Crystal Structure of an auto-inhibited form of Bruton's Tryrosine Kinase

Structural highlights

4xi2 is a 1 chain structure with sequence from Mus musculus. Full crystallographic information is available from OCA. For a guided tour on the structure components use FirstGlance.
Ligands:
Resources:	FirstGlance, OCA, PDBe, RCSB, PDBsum, ProSAT

Disease

BTK_MOUSE Defects in Btk are the cause of murine X-linked immunodeficiency (XID).

Function

BTK_MOUSE Non-receptor tyrosine kinase indispensable for B lymphocyte development, differentiation and signaling. Binding of antigen to the B-cell antigen receptor (BCR) triggers signaling that ultimately leads to B-cell activation. After BCR engagement and activation at the plasma membrane, phosphorylates PLCG2 at several sites, igniting the downstream signaling pathway through calcium mobilization, followed by activation of the protein kinase C (PKC) family members. PLCG2 phosphorylation is performed in close cooperation with the adapter protein B-cell linker protein BLNK. BTK acts as a platform to bring together a diverse array of signaling proteins and is implicated in cytokine receptor signaling pathways. Plays an important role in the function of immune cells of innate as well as adaptive immunity, as a component of the Toll-like receptors (TLR) pathway. The TLR pathway acts as a primary surveillance system for the detection of pathogens and are crucial to the activation of host defense. Especially, is a critical molecule in regulating TLR9 activation in splenic B-cells. Within the TLR pathway, induces tyrosine phosphorylation of TIRAP which leads to TIRAP degradation. BTK plays also a critical role in transcription regulation. Induces the activity of NF-kappa-B, which is involved in regulating the expression of hundreds of genes. BTK is involved on the signaling pathway linking TLR8 and TLR9 to NF-kappa-B. Transiently phosphorylates transcription factor GTF2I on tyrosine residues in response to BCR. GTF2I then translocates to the nucleus to bind regulatory enhancer elements to modulate gene expression. ARID3A and NFAT are other transcriptional target of BTK. BTK is required for the formation of functional ARID3A DNA-binding complexes. There is however no evidence that BTK itself binds directly to DNA. BTK has a dual role in the regulation of apoptosis.^[1] ^[2] ^[3] ^[4] ^[5] ^[6]

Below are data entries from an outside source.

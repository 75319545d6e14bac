//! HTTP server implementation for the quill API.

use crate::api::{
    clear_history, clear_stats, get_daemon_status, get_history, get_settings, get_stats,
    history_export, reset_settings, rewrite_text, stats_export, update_settings, ApiContext,
    ApiResponse, RewriteBody,
};
use crate::server::utils::{
    read_api_port, remove_api_pid, remove_api_port, save_api_pid, save_api_port,
    take_api_server_record,
};
use quill_core::{ConfigPaths, QuillError, Result, Settings};
use std::convert::Infallible;
use std::net::{SocketAddr, TcpStream};
use tracing::{error, info, warn};
use warp::reply::Response;
use warp::{Filter, Rejection, Reply};

fn with_context(
    ctx: ApiContext,
) -> impl Filter<Extract = (ApiContext,), Error = Infallible> + Clone {
    warp::any().map(move || ctx.clone())
}

/// Every API route, bound to `ctx`
pub fn routes(ctx: ApiContext) -> impl Filter<Extract = (impl Reply,), Error = Rejection> + Clone {
    // Only pages served from this machine may call the API from a browser
    let origins = local_origins(ctx.port());
    let cors = warp::cors()
        .allow_origins(origins.iter().map(String::as_str))
        .allow_headers(vec!["Content-Type"])
        .allow_methods(vec!["GET", "POST", "DELETE", "PUT"]);

    let health_route = warp::path!("health")
        .and(warp::get())
        .map(|| "quill API is running");

    let get_settings_route = warp::path!("api" / "settings")
        .and(warp::get())
        .and(with_context(ctx.clone()))
        .map(|ctx: ApiContext| warp::reply::json(&get_settings(&ctx)));

    let update_settings_route = warp::path!("api" / "settings")
        .and(warp::put())
        .and(with_context(ctx.clone()))
        .and(warp::body::json())
        .map(|ctx: ApiContext, body: Settings| warp::reply::json(&update_settings(&ctx, body)));

    let reset_settings_route = warp::path!("api" / "settings" / "reset")
        .and(warp::post())
        .and(with_context(ctx.clone()))
        .map(|ctx: ApiContext| warp::reply::json(&reset_settings(&ctx)));

    let get_history_route = warp::path!("api" / "history")
        .and(warp::get())
        .and(with_context(ctx.clone()))
        .map(|ctx: ApiContext| warp::reply::json(&get_history(&ctx)));

    let clear_history_route = warp::path!("api" / "history")
        .and(warp::delete())
        .and(with_context(ctx.clone()))
        .map(|ctx: ApiContext| warp::reply::json(&clear_history(&ctx)));

    let export_history_route = warp::path!("api" / "history" / "export")
        .and(warp::get())
        .and(with_context(ctx.clone()))
        .map(|ctx: ApiContext| attachment(history_export(&ctx)));

    let get_stats_route = warp::path!("api" / "stats")
        .and(warp::get())
        .and(with_context(ctx.clone()))
        .map(|ctx: ApiContext| warp::reply::json(&get_stats(&ctx)));

    let clear_stats_route = warp::path!("api" / "stats")
        .and(warp::delete())
        .and(with_context(ctx.clone()))
        .map(|ctx: ApiContext| warp::reply::json(&clear_stats(&ctx)));

    let export_stats_route = warp::path!("api" / "stats" / "export")
        .and(warp::get())
        .and(with_context(ctx.clone()))
        .map(|ctx: ApiContext| attachment(stats_export(&ctx)));

    let rewrite_route = warp::path!("api" / "rewrite")
        .and(warp::post())
        .and(with_context(ctx.clone()))
        .and(warp::body::json())
        .and_then(rewrite_handler);

    let daemon_status_route = warp::path!("api" / "daemon" / "status")
        .and(warp::get())
        .and(with_context(ctx))
        .map(|ctx: ApiContext| warp::reply::json(&get_daemon_status(&ctx)));

    health_route
        .or(get_settings_route)
        .or(update_settings_route)
        .or(reset_settings_route)
        .or(get_history_route)
        .or(clear_history_route)
        .or(export_history_route)
        .or(get_stats_route)
        .or(clear_stats_route)
        .or(export_stats_route)
        .or(rewrite_route)
        .or(daemon_status_route)
        .with(cors)
}

fn local_origins(port: u16) -> Vec<String> {
    vec![
        format!("http://localhost:{}", port),
        format!("http://127.0.0.1:{}", port),
    ]
}

/// The remote call blocks, so it runs off the reactor
async fn rewrite_handler(
    ctx: ApiContext,
    body: RewriteBody,
) -> std::result::Result<impl Reply, Infallible> {
    let response = tokio::task::spawn_blocking(move || rewrite_text(&ctx, body))
        .await
        .unwrap_or_else(|e| {
            error!("rewrite task failed: {}", e);
            ApiResponse::error(format!("Rewrite task failed: {}", e))
        });
    Ok(warp::reply::json(&response))
}

/// A JSON download, or an error envelope when the export failed
fn attachment(export: Result<(String, String)>) -> Response {
    match export {
        Ok((file_name, body)) => warp::reply::with_header(
            warp::reply::with_header(body, "content-type", "application/json"),
            "content-disposition",
            format!("attachment; filename=\"{}\"", file_name),
        )
        .into_response(),
        Err(e) => {
            warp::reply::json(&ApiResponse::<()>::error(format!("Export failed: {}", e)))
                .into_response()
        }
    }
}

/// Start the HTTP API server on the specified port
pub async fn start_api_server(port: u16) -> Result<()> {
    let paths = ConfigPaths::from_env();
    let addr = SocketAddr::from(([127, 0, 0, 1], port));

    // Save the port to file so we can find it later
    save_api_port(&paths, port)?;

    println!("┌─────────────────────────────────────────┐");
    println!("│          quill API Server               │");
    println!("├─────────────────────────────────────────┤");
    println!("│ Status: Running                         │");
    println!("│ Port:   {:<33} │", port);
    println!("│ URL:    http://localhost:{:<16} │", port);
    println!("└─────────────────────────────────────────┘");

    let routes = routes(ApiContext::new(paths.clone(), port));

    // Use warp's TcpListener creation to handle binding errors gracefully
    let server = warp::serve(routes).try_bind_with_graceful_shutdown(addr, async {
        tokio::signal::ctrl_c().await.ok();
        info!("received shutdown signal, stopping API server");
    });

    match server {
        Ok((addr, server)) => {
            info!(%addr, "API server listening");
            save_api_pid(&paths, std::process::id())?;
            server.await;
            let _ = remove_api_port(&paths);
            let _ = remove_api_pid(&paths);
            Ok(())
        }
        Err(e) => {
            error!("failed to bind API server to port {}: {}", port, e);
            Err(QuillError::Other(format!(
                "Failed to bind to port {}: {}",
                port, e
            )))
        }
    }
}

/// Check the health of a running API server
pub fn check_api_server_health() -> Result<u16> {
    let port = read_api_port(&ConfigPaths::from_env())?;

    // Try to connect to the API server using standard TCP
    match TcpStream::connect(("127.0.0.1", port)) {
        Ok(_) => Ok(port),
        Err(e) => Err(QuillError::Other(format!(
            "Failed to connect to API server on port {}: {}",
            port, e
        ))),
    }
}

/// Stop the API server process recorded in the config directory
pub fn stop_api_server() -> Result<()> {
    let paths = ConfigPaths::from_env();
    let Some((port, pid)) = take_api_server_record(&paths) else {
        return Ok(());
    };

    let Some(pid) = pid else {
        warn!(port, "no API server PID recorded, leaving the port alone");
        return Ok(());
    };
    if pid == std::process::id() {
        return Ok(());
    }

    info!(port, pid, "stopping API server");

    #[cfg(unix)]
    {
        use std::process::Command;
        let _ = Command::new("kill").arg(pid.to_string()).status();
    }

    #[cfg(windows)]
    {
        use std::process::Command;
        let _ = Command::new("taskkill")
            .args(["/F", "/PID", &pid.to_string()])
            .status();
    }

    Ok(())
}
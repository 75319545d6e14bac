use crate::clipboard::{ArboardClipboard, XclipClipboard};
use crate::keyboard::{EnigoKeys, OsaScriptKeys, PowerShellKeys, XdotoolKeys};
use crate::selection::{ClipboardProtocol, SelectionBackend};
use crate::settings::{InputBackend, Settings};
use crate::tool::tool_available;
use serde::Serialize;
use std::fmt;
use tracing::info;

#[derive(Debug, Clone, Copy, PartialEq, Eq, Serialize)]
#[serde(rename_all = "lowercase")]
pub enum Platform {
    MacOs,
    Windows,
    Linux,
}

impl Platform {
    /// The OS this binary was built for; unknown Unix flavours use the X11 tools
    pub fn current() -> Self {
        if cfg!(target_os = "macos") {
            Platform::MacOs
        } else if cfg!(target_os = "windows") {
            Platform::Windows
        } else {
            Platform::Linux
        }
    }

    /// External helpers the script backend depends on
    pub fn required_tools(self) -> &'static [&'static str] {
        match self {
            Platform::MacOs => &["osascript"],
            Platform::Windows => &["powershell"],
            Platform::Linux => &["xdotool", "xclip"],
        }
    }

    pub fn missing_tools(self) -> Vec<&'static str> {
        self.required_tools()
            .iter()
            .copied()
            .filter(|tool| !tool_available(tool))
            .collect()
    }

    /// Build the selection backend for this OS. Chosen once at startup.
    pub fn selection_backend(self, settings: &Settings) -> Box<dyn SelectionBackend> {
        let timings = settings.timings;
        info!(platform = %self, backend = ?settings.input_backend, "selecting input backend");

        match (settings.input_backend, self) {
            (InputBackend::Native, _) => Box::new(ClipboardProtocol::new(
                ArboardClipboard,
                EnigoKeys,
                timings,
            )),
            (InputBackend::Script, Platform::MacOs) => Box::new(ClipboardProtocol::new(
                ArboardClipboard,
                OsaScriptKeys,
                timings,
            )),
            (InputBackend::Script, Platform::Windows) => Box::new(ClipboardProtocol::new(
                ArboardClipboard,
                PowerShellKeys,
                timings,
            )),
            (InputBackend::Script, Platform::Linux) => Box::new(ClipboardProtocol::new(
                XclipClipboard,
                XdotoolKeys,
                timings,
            )),
        }
    }
}

impl fmt::Display for Platform {
    fn fmt(&self, f: &mut fmt::Formatter<'_>) -> fmt::Result {
        let name = match self {
            Platform::MacOs => "macOS",
            Platform::Windows => "Windows",
            Platform::Linux => "Linux",
        };
        f.write_str(name)
    }
}
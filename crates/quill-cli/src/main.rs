fn main() {
    quill_cli::run_main();
}
impl RewriteClient for ChatClient {
    fn rewrite(&self, request: &RewriteRequest) -> Result<String> {
        if request.text.trim().is_empty() {
            return Err(QuillError::EmptyInput);
        }

        let instruction = build_instruction(request, &self.languages);
        let body = self.backend.body(&instruction);
        let started = Instant::now();
        info!(
            backend = self.backend.id(),
            action = %request.action,
            chars = request.text.chars().count(),
            "sending rewrite request"
        );

        let response = self
            .backend
            .request(&self.agent)
            .send_json(body)
            .map_err(|e| {
                let detail = match e {
                    ureq::Error::Status(code, response) => {
                        let body = response.into_string().unwrap_or_default();
                        format!("HTTP {}: {}", code, truncate(&body, 300))
                    }
                    ureq::Error::Transport(transport) => format!("transport error: {}", transport),
                };
                error!(backend = self.backend.id(), "rewrite request failed: {}", detail);
                QuillError::ServiceUnavailable(detail)
            })?;

        let json: Value = response.into_json().map_err(|e| {
            error!(backend = self.backend.id(), "malformed rewrite response: {}", e);
            QuillError::ServiceUnavailable(format!("malformed response body: {}", e))
        })?;

        let text = extract_completion(&json).ok_or_else(|| {
            error!(backend = self.backend.id(), "rewrite response had no completion text");
            QuillError::ServiceUnavailable("response contained no completion text".to_string())
        })?;

        debug!(
            elapsed_ms = started.elapsed().as_millis() as u64,
            chars = text.chars().count(),
            "rewrite completed"
        );
        Ok(text)
    }
}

Publication Abstract from PubMed

Bruton's tyrosine kinase (Btk), a Tec-family tyrosine kinase, is essential for B-cell function. We present crystallographic and biochemical analyses of Btk, which together reveal molecular details of its autoinhibition and activation. Autoinhibited Btk adopts a compact conformation like that of inactive c-Src and c-Abl. A lipid-binding PH-TH module, unique to Tec kinases, acts in conjunction with the SH2 and SH3 domains to stabilize the inactive conformation. In addition to the expected activation of Btk by membranes containing phosphatidylinositol triphosphate (PIP3), we found that inositol hexakisphosphate (IP6), a soluble signaling molecule found in both animal and plant cells, also activates Btk. This activation is a consequence of a transient PH-TH dimerization induced by IP6, which promotes transphosphorylation of the kinase domains. Sequence comparisons with other Tec-family kinases suggest that activation by IP6 is unique to Btk.

Autoinhibition of Bruton's tyrosine kinase (Btk) and activation by soluble inositol hexakisphosphate.,Wang Q, Vogan EM, Nocka LM, Rosen CE, Zorn JA, Harrison SC, Kuriyan J Elife. 2015 Feb 20;4. doi: 10.7554/eLife.06074. PMID:25699547^[7]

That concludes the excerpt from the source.